DATA PROVIDED:
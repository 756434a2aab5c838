use chrono::{DateTime, Utc};
use serde::{Deserialize, Serialize};

use tenure_catalog::{Page, PageRequest, Product};
use tenure_subscriptions::{Subscription, SubscriptionStatus};

// -------------------------
// Envelope
// -------------------------

/// Every response body: `{ "data": ..., "meta": ..., "error": ... }`.
#[derive(Debug, Serialize, Deserialize)]
pub struct Envelope<T> {
    #[serde(skip_serializing_if = "Option::is_none")]
    pub data: Option<T>,
    #[serde(skip_serializing_if = "Option::is_none")]
    pub meta: Option<PageMeta>,
    #[serde(skip_serializing_if = "Option::is_none")]
    pub error: Option<ErrorBody>,
}

#[derive(Debug, Clone, Serialize, Deserialize)]
pub struct PageMeta {
    pub total: u64,
    pub page: u32,
    pub limit: u32,
}

#[derive(Debug, Clone, Serialize, Deserialize)]
pub struct ErrorBody {
    pub message: String,
    pub code: String,
}

impl<T> Envelope<T> {
    pub fn data(data: T) -> Self {
        Self {
            data: Some(data),
            meta: None,
            error: None,
        }
    }

    pub fn page(data: T, meta: PageMeta) -> Self {
        Self {
            data: Some(data),
            meta: Some(meta),
            error: None,
        }
    }
}

impl Envelope<()> {
    pub fn error(code: &str, message: impl Into<String>) -> Self {
        Self {
            data: None,
            meta: None,
            error: Some(ErrorBody {
                message: message.into(),
                code: code.to_string(),
            }),
        }
    }
}

// -------------------------
// Request DTOs
// -------------------------

/// Raw pagination query. Unparseable values fall back to the defaults.
#[derive(Debug, Default, Deserialize)]
pub struct ListProductsQuery {
    pub page: Option<String>,
    pub limit: Option<String>,
}

impl ListProductsQuery {
    pub fn to_request(&self) -> PageRequest {
        let parse = |raw: &Option<String>| raw.as_deref().and_then(|s| s.trim().parse::<i64>().ok());
        PageRequest::normalized(parse(&self.page), parse(&self.limit))
    }
}

// -------------------------
// Response DTOs
// -------------------------

#[derive(Debug, Clone, Serialize, Deserialize)]
pub struct ProductResponse {
    pub id: String,
    pub name: String,
    pub description: Option<String>,
    /// Net price in minor currency units.
    pub price: u64,
    pub tax_rate_bps: u32,
    pub total_price: u64,
    pub duration_days: i32,
    pub created_at: DateTime<Utc>,
    pub updated_at: DateTime<Utc>,
}

impl From<Product> for ProductResponse {
    fn from(p: Product) -> Self {
        Self {
            id: p.id.to_string(),
            total_price: p.total_price(),
            duration_days: p.duration.days(),
            name: p.name,
            description: p.description,
            price: p.price,
            tax_rate_bps: p.tax_rate_bps,
            created_at: p.created_at,
            updated_at: p.updated_at,
        }
    }
}

pub fn product_page(page: Page<Product>) -> Envelope<Vec<ProductResponse>> {
    let meta = PageMeta {
        total: page.total,
        page: page.page,
        limit: page.limit,
    };
    Envelope::page(page.items.into_iter().map(ProductResponse::from).collect(), meta)
}

#[derive(Debug, Clone, Serialize, Deserialize)]
pub struct SubscriptionResponse {
    pub id: String,
    pub user_id: String,
    pub product_id: String,
    pub status: SubscriptionStatus,
    pub start_date: DateTime<Utc>,
    pub end_date: DateTime<Utc>,
    pub paused_at: Option<DateTime<Utc>>,
    pub cancelled_at: Option<DateTime<Utc>>,
    pub version: u64,
    pub created_at: DateTime<Utc>,
    pub updated_at: DateTime<Utc>,
}

impl From<Subscription> for SubscriptionResponse {
    fn from(s: Subscription) -> Self {
        Self {
            id: s.id.to_string(),
            user_id: s.user_id.to_string(),
            product_id: s.product_id.to_string(),
            status: s.status,
            start_date: s.start_date,
            end_date: s.end_date,
            paused_at: s.paused_at,
            cancelled_at: s.cancelled_at,
            version: s.version.get(),
            created_at: s.created_at,
            updated_at: s.updated_at,
        }
    }
}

BRIEF: Repeat the data in full. Nothing may be dropped or altered.

TASK ANSWER:
repository 756434a2aab5c838
use chrono::{DateTime, Utc};
use serde::{Deserialize, Serialize};

use tenure_catalog::{Page, PageRequest, Product};
use tenure_subscriptions::{Subscription, SubscriptionStatus};

// -------------------------
// Envelope
// -------------------------

/// Every response body: `{ "data": ..., "meta": ..., "error": ... }`.
#[derive(Debug, Serialize, Deserialize)]
pub struct Envelope<T> {
    #[serde(skip_serializing_if = "Option::is_none")]
    pub data: Option<T>,
    #[serde(skip_serializing_if = "Option::is_none")]
    pub meta: Option<PageMeta>,
    #[serde(skip_serializing_if = "Option::is_none")]
    pub error: Option<ErrorBody>,
}

#[derive(Debug, Clone, Serialize, Deserialize)]
pub struct PageMeta {
    pub total: u64,
    pub page: u32,
    pub limit: u32,
}

#[derive(Debug, Clone, Serialize, Deserialize)]
pub struct ErrorBody {
    pub message: String,
    pub code: String,
}

impl<T> Envelope<T> {
    pub fn data(data: T) -> Self {
        Self {
            data: Some(data),
            meta: None,
            error: None,
        }
    }

    pub fn page(data: T, meta: PageMeta) -> Self {
        Self {
            data: Some(data),
            meta: Some(meta),
            error: None,
        }
    }
}

impl Envelope<()> {
    pub fn error(code: &str, message: impl Into<String>) -> Self {
        Self {
            data: None,
            meta: None,
            error: Some(ErrorBody {
                message: message.into(),
                code: code.to_string(),
            }),
        }
    }
}

// -------------------------
// Request DTOs
// -------------------------

/// Raw pagination query. Unparseable values fall back to the defaults.
#[derive(Debug, Default, Deserialize)]
pub struct ListProductsQuery {
    pub page: Option<String>,
    pub limit: Option<String>,
}

impl ListProductsQuery {
    pub fn to_request(&self) -> PageRequest {
        let parse = |raw: &Option<String>| raw.as_deref().and_then(|s| s.trim().parse::<i64>().ok());
        PageRequest::normalized(parse(&self.page), parse(&self.limit))
    }
}

// -------------------------
// Response DTOs
// -------------------------

#[derive(Debug, Clone, Serialize, Deserialize)]
pub struct ProductResponse {
    pub id: String,
    pub name: String,
    pub description: Option<String>,
    /// Net price in minor currency units.
    pub price: u64,
    pub tax_rate_bps: u32,
    pub total_price: u64,
    pub duration_days: i32,
    pub created_at: DateTime<Utc>,
    pub updated_at: DateTime<Utc>,
}

impl From<Product> for ProductResponse {
    fn from(p: Product) -> Self {
        Self {
            id: p.id.to_string(),
            total_price: p.total_price(),
            duration_days: p.duration.days(),
            name: p.name,
            description: p.description,
            price: p.price,
            tax_rate_bps: p.tax_rate_bps,
            created_at: p.created_at,
            updated_at: p.updated_at,
        }
    }
}

pub fn product_page(page: Page<Product>) -> Envelope<Vec<ProductResponse>> {
    let meta = PageMeta {
        total: page.total,
        page: page.page,
        limit: page.limit,
    };
    Envelope::page(page.items.into_iter().map(ProductResponse::from).collect(), meta)
}

#[derive(Debug, Clone, Serialize, Deserialize)]
pub struct SubscriptionResponse {
    pub id: String,
    pub user_id: String,
    pub product_id: String,
    pub status: SubscriptionStatus,
    pub start_date: DateTime<Utc>,
    pub end_date: DateTime<Utc>,
    pub paused_at: Option<DateTime<Utc>>,
    pub cancelled_at: Option<DateTime<Utc>>,
    pub version: u64,
    pub created_at: DateTime<Utc>,
    pub updated_at: DateTime<Utc>,
}

impl From<Subscription> for SubscriptionResponse {
    fn from(s: Subscription) -> Self {
        Self {
            id: s.id.to_string(),
            user_id: s.user_id.to_string(),
            product_id: s.product_id.to_string(),
            status: s.status,
            start_date: s.start_date,
            end_date: s.end_date,
            paused_at: s.paused_at,
            cancelled_at: s.cancelled_at,
            version: s.version.get(),
            created_at: s.created_at,
            updated_at: s.updated_at,
        }
    }
}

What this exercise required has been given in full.